On Sat, 12 Dec 2020, Artur Tarassow wrote:
Hi all,
out of curiosity I tried to replicate a comparison between two python
libraries, namely pandas and py-polars. I also added gretl to the horse race.
There two simple tasks to do:
1) Load a 360MB csv file with two columns and 26 million rows.
2) Sort by one of the columns.
Here are some comments on Artur's experiment.
Loading speed: The CSV file in question has two columns, "author"
(strings) and "n" (integers). Since "author" is not recognized by
gretl as indicating observation markers the first column was being
treated as a string-valued variable, hence requiring a numeric
coding and a hash table. Since the author strings are actually
unique IDs (that is, observation markers) the hash table was huge,
and the work setting it up a huge waste of cycles. Things go quite a
lot better if you rename the first column as "obs".

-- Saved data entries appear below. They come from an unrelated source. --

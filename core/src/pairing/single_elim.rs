//! single elimination seeding and round topology (spec §4.3.1).

use crate::model::{FighterId, SeedingMethod};

use super::{BracketPlan, MatchPlan, PairingError, RoundActivation, RoundPlan, Shuffler, ceil_log2};

pub fn round_name(round_number: u32, total_rounds: u32) -> String {
    let remaining = total_rounds - round_number;
    match remaining {
        0 => "Final".to_string(),
        1 => "Semifinals".to_string(),
        2 => "Quarterfinals".to_string(),
        _ => format!("Round {round_number}"),
    }
}

/// builds the full winners-style single-elimination topology: round 1's
/// contested pairs and lone byes, then every later round's matches wired up
/// by `SlotSource::DependsOn` back to the previous round's matches.
///
/// When the previous round's match count is odd, the last match of a round
/// only has one real predecessor — its other slot is `Tbd` and never gets a
/// dependency at all; the bracket engine treats such a match as a forced
/// bye once its one real predecessor resolves (spec §8 scenario 2).
pub fn build(
    participants: &[FighterId],
    seeding: SeedingMethod,
    shuffler: &mut impl Shuffler,
) -> Result<BracketPlan, PairingError> {
    let mut participants = participants.to_vec();
    if seeding == SeedingMethod::Random {
        shuffler.shuffle(&mut participants);
    }
    let n = participants.len();
    if n < 2 {
        return Err(PairingError::TooFewParticipants { minimum: 2, found: n });
    }
    let rounds = ceil_log2(n);

    let mut round1_matches = Vec::new();
    let mut i = 0;
    while i + 1 < n {
        round1_matches.push(MatchPlan::contested(
            super::SlotSource::Fighter(participants[i]),
            super::SlotSource::Fighter(participants[i + 1]),
        ));
        i += 2;
    }
    if i < n {
        round1_matches.push(MatchPlan::bye(super::SlotSource::Fighter(participants[i])));
    }

    let mut round_plans = vec![RoundPlan {
        display_name: round_name(1, rounds),
        lane: None,
        losers_kind: None,
        feeds_from_winners: None,
        activation: RoundActivation::Active,
        matches: round1_matches,
    }];

    for k in 2..=rounds {
        let prev_index = (k - 2) as usize;
        let prev_count = round_plans[prev_index].matches.len();
        let match_count = 1usize << (rounds - k);
        let mut matches = Vec::with_capacity(match_count);
        for m in 0..match_count {
            let src_a = 2 * m;
            let src_b = 2 * m + 1;
            let slot_a = dep_or_tbd(prev_index, src_a, prev_count);
            let slot_b = dep_or_tbd(prev_index, src_b, prev_count);
            matches.push(MatchPlan::contested(slot_a, slot_b));
        }
        round_plans.push(RoundPlan {
            display_name: round_name(k, rounds),
            lane: None,
            losers_kind: None,
            feeds_from_winners: None,
            activation: RoundActivation::Pending,
            matches,
        });
    }

    Ok(BracketPlan { rounds: round_plans })
}

fn dep_or_tbd(round_index: usize, match_index: usize, prev_count: usize) -> super::SlotSource {
    if match_index < prev_count {
        super::SlotSource::DependsOn {
            round_index,
            match_index,
            requires_winner: true,
        }
    } else {
        super::SlotSource::Tbd
    }
}

#[cfg(test)]
mod tests {
    use super::*;
    use crate::pairing::IdentityShuffler;
    use uuid::Uuid;

    fn ids(n: usize) -> Vec<FighterId> {
        (0..n).map(|_| Uuid::new_v4()).collect()
    }

    #[test]
    fn eight_fighters_three_rounds_no_byes() {
        let plan = build(&ids(8), SeedingMethod::InputOrder, &mut IdentityShuffler).unwrap();
        assert_eq!(plan.rounds.len(), 3);
        assert_eq!(plan.rounds[0].matches.len(), 4);
        assert_eq!(plan.rounds[1].matches.len(), 2);
        assert_eq!(plan.rounds[2].matches.len(), 1);
        assert_eq!(plan.rounds[2].display_name, "Final");
        assert_eq!(plan.rounds[1].display_name, "Semifinals");
        assert_eq!(plan.rounds[0].display_name, "Quarterfinals");
        for m in &plan.rounds[0].matches {
            assert_eq!(m.kind, super::super::MatchPlanKind::Contested);
        }
    }

    #[test]
    fn six_fighters_no_round1_byes_but_topology_shortfall_in_round2() {
        let plan = build(&ids(6), SeedingMethod::InputOrder, &mut IdentityShuffler).unwrap();
        assert_eq!(plan.rounds[0].matches.len(), 3);
        assert!(plan.rounds[0]
            .matches
            .iter()
            .all(|m| m.kind == super::super::MatchPlanKind::Contested));
        assert_eq!(plan.rounds[1].matches.len(), 2);
        let shortfall = &plan.rounds[1].matches[1];
        assert_eq!(shortfall.slot_b, super::super::SlotSource::Tbd);
    }

    #[test]
    fn single_participant_is_rejected() {
        assert!(build(&ids(1), SeedingMethod::InputOrder, &mut IdentityShuffler).is_err());
    }
}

Sorting a dataset: This was not optimized for a huge number of
observations. We were allocating more temporary storage than
strictly necessary and moreover, at some points, calling malloc()
per observation when it was possible to substitute a single call to
get a big chunk of memory. Neither of these points were much of an
issue with a normal-size dataset but they became a serious problem
in the huge case. That's now addressed in git.
Memory usage: gretl stores all numeric data, including the coding
for string-valued variables, as doubles. So when the CSV file was
read as-is, besides storing the strings we were also storing two
doubles per observation, instead of a single int ("n"). That's 16-4
= 12 extra bytes per observation, an additional 297 MB. Even once
the first column is changed to "obs" the data expand by 100 MB in
memory. If we truly want to handle data of this sort and magnitude,
we'd have to introduce more economical internal storage types for
data that don't really need 8 bytes per value. That would be a hefty
redesign.
Writing gdtb: Artur gave up on this as taking far too long. I
suspect the big problem here is zip compression. A gdtb file is a
zipfile containing numeric data in binary plus metadata in XML. I
wonder, Artur, are you building gretl using libgsf? On running the
configure script you'll see a line of output that says
Use libgsf for zip/unzip: <yes or no>
If you're not using libgsf you might find that using it helps.
However, gdtb is not designed for a dataset like this. I guess you'd
want an uncompressed pure-binary format for best read and write
speed and minimal memory consumption.
Allin